### INFORMATION PROVIDED

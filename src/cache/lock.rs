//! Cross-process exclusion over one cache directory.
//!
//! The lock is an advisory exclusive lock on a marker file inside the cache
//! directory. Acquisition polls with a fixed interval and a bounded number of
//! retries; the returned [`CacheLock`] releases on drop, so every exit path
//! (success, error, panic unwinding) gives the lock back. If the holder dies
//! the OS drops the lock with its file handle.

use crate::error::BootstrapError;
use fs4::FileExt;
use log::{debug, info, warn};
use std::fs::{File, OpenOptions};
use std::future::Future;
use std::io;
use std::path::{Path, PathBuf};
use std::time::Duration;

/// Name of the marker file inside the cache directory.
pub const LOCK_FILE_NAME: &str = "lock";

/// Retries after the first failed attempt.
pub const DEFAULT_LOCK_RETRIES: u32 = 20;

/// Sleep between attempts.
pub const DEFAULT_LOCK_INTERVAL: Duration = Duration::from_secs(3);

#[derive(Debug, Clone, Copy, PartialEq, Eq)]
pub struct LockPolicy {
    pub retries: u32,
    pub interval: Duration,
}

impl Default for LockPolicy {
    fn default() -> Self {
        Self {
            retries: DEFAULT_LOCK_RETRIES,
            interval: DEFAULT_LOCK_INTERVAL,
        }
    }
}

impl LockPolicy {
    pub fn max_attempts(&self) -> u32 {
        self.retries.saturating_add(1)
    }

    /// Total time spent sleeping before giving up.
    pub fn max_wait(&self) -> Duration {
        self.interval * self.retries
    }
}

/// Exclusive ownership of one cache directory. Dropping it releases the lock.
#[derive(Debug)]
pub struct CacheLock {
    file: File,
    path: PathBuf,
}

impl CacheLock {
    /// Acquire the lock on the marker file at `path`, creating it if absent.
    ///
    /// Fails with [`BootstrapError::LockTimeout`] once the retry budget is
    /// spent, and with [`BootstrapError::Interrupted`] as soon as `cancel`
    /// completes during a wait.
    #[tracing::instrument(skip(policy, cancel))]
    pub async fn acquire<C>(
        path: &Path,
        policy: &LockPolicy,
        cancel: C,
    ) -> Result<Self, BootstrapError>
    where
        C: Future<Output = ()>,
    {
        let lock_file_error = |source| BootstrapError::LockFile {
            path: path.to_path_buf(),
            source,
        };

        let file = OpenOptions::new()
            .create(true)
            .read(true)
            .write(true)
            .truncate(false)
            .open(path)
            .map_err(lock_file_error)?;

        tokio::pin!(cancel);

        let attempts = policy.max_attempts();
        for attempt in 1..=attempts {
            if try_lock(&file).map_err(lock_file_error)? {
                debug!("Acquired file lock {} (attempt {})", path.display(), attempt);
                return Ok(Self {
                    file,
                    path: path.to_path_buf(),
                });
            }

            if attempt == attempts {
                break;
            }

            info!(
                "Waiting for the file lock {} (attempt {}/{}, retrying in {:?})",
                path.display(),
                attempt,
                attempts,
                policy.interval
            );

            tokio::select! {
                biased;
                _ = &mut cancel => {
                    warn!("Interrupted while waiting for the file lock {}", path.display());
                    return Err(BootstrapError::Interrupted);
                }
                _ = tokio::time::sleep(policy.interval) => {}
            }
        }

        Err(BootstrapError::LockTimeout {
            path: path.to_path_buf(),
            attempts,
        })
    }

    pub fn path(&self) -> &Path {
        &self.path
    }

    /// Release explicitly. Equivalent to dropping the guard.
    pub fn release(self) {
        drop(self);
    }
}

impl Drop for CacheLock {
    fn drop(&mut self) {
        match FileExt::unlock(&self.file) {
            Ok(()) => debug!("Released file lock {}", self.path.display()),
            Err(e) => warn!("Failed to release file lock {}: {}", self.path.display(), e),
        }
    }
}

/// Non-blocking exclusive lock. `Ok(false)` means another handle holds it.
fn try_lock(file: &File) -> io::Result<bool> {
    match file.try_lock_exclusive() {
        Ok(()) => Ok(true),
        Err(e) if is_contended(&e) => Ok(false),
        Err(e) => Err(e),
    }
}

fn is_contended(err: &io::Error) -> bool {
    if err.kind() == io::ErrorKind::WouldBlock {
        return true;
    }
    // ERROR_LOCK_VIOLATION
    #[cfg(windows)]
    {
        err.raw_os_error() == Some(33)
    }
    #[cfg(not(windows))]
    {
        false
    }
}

* * *

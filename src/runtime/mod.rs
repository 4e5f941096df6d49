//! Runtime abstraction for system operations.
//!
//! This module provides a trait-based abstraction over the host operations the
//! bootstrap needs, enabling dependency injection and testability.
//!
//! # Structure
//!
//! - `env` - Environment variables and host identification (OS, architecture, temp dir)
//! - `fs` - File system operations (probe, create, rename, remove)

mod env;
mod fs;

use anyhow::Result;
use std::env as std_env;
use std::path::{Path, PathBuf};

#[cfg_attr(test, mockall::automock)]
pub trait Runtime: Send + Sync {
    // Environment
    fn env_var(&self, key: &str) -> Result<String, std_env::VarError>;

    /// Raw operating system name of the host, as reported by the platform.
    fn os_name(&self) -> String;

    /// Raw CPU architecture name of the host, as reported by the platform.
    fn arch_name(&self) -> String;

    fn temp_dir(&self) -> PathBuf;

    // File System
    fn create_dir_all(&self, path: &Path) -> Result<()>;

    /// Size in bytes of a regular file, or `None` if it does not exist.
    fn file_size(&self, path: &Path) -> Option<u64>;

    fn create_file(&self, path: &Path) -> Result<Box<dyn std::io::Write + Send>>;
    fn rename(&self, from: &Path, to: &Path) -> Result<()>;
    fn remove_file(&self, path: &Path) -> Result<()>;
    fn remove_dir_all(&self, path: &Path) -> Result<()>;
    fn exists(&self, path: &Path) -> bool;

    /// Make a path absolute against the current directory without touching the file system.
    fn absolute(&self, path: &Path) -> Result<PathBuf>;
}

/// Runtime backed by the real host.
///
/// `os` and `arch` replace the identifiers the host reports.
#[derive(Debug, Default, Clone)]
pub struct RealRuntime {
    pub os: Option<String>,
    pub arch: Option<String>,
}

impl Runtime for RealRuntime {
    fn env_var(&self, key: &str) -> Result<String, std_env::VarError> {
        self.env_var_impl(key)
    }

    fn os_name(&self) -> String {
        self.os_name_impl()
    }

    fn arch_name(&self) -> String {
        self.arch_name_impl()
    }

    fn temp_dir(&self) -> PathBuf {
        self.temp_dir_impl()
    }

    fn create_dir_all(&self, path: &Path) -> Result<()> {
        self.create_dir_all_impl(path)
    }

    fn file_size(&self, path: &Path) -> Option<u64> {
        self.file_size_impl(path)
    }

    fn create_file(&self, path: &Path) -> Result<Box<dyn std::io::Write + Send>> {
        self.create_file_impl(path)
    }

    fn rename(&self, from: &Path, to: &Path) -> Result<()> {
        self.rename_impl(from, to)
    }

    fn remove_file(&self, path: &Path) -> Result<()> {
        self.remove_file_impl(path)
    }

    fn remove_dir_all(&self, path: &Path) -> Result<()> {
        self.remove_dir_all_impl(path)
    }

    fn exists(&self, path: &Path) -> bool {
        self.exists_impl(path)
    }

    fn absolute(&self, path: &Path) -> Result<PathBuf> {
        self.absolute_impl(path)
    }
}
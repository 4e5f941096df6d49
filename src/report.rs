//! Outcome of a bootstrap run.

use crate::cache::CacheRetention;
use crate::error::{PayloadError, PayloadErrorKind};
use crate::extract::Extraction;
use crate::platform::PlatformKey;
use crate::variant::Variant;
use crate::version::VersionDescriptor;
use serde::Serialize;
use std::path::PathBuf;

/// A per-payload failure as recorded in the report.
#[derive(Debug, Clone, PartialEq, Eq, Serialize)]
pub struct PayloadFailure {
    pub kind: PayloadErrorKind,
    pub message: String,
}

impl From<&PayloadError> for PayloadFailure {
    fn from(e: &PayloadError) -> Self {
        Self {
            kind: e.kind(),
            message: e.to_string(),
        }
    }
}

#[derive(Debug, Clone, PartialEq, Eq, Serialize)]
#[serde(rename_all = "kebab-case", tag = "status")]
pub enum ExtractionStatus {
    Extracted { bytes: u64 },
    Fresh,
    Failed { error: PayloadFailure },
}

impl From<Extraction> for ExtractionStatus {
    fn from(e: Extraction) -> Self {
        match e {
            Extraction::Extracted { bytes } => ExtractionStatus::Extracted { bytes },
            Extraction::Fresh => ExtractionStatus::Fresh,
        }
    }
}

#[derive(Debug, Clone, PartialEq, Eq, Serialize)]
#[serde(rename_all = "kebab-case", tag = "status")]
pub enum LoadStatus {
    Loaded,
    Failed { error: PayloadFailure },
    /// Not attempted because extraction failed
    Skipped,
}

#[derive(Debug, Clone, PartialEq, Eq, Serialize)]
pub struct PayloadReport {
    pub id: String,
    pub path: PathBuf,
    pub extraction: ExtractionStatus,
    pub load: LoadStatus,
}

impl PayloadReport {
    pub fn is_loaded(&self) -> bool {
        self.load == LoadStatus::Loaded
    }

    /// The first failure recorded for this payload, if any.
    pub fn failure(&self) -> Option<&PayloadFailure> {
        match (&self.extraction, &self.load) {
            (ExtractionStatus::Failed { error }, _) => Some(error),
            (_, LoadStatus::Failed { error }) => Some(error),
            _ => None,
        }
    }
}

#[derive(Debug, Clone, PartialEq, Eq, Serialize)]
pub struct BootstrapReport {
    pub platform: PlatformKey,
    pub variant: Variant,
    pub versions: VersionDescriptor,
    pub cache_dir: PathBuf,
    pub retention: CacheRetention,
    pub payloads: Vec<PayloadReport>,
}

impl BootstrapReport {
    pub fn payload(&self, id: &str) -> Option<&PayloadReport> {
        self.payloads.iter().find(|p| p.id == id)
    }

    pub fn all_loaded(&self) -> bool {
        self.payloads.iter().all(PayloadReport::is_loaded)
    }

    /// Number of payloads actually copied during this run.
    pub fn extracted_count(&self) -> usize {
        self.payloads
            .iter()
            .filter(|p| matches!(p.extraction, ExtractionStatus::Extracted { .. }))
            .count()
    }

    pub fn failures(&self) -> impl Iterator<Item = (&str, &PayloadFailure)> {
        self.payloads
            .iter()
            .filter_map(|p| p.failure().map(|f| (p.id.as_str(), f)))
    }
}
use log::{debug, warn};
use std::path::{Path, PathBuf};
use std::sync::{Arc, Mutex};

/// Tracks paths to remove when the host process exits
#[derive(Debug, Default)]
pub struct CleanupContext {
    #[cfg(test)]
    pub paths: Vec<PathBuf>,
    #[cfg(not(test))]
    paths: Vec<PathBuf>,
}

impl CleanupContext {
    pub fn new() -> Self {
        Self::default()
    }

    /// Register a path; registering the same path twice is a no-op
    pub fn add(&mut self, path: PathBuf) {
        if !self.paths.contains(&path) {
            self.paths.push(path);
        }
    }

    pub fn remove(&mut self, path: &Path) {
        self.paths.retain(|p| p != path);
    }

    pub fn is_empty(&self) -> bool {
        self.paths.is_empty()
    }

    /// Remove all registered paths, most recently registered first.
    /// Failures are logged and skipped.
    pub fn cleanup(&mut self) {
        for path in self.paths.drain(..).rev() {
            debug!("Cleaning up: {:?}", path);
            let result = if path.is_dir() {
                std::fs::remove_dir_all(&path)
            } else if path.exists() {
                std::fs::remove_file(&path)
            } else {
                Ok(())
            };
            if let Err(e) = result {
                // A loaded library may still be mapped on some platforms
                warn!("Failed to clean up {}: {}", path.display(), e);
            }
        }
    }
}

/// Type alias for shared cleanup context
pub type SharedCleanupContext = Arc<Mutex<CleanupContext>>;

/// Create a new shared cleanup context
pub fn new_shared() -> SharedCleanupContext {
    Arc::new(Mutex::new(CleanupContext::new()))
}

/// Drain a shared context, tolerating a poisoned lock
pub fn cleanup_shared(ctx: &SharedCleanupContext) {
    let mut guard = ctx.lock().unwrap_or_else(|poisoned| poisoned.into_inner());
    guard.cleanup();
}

### WHAT TO PRODUCE
Search the data above for the word "poisoned" and show every line that has it.

### EXERCISE SOLUTION
/// Drain a shared context, tolerating a poisoned lock
    let mut guard = ctx.lock().unwrap_or_else(|poisoned| poisoned.into_inner());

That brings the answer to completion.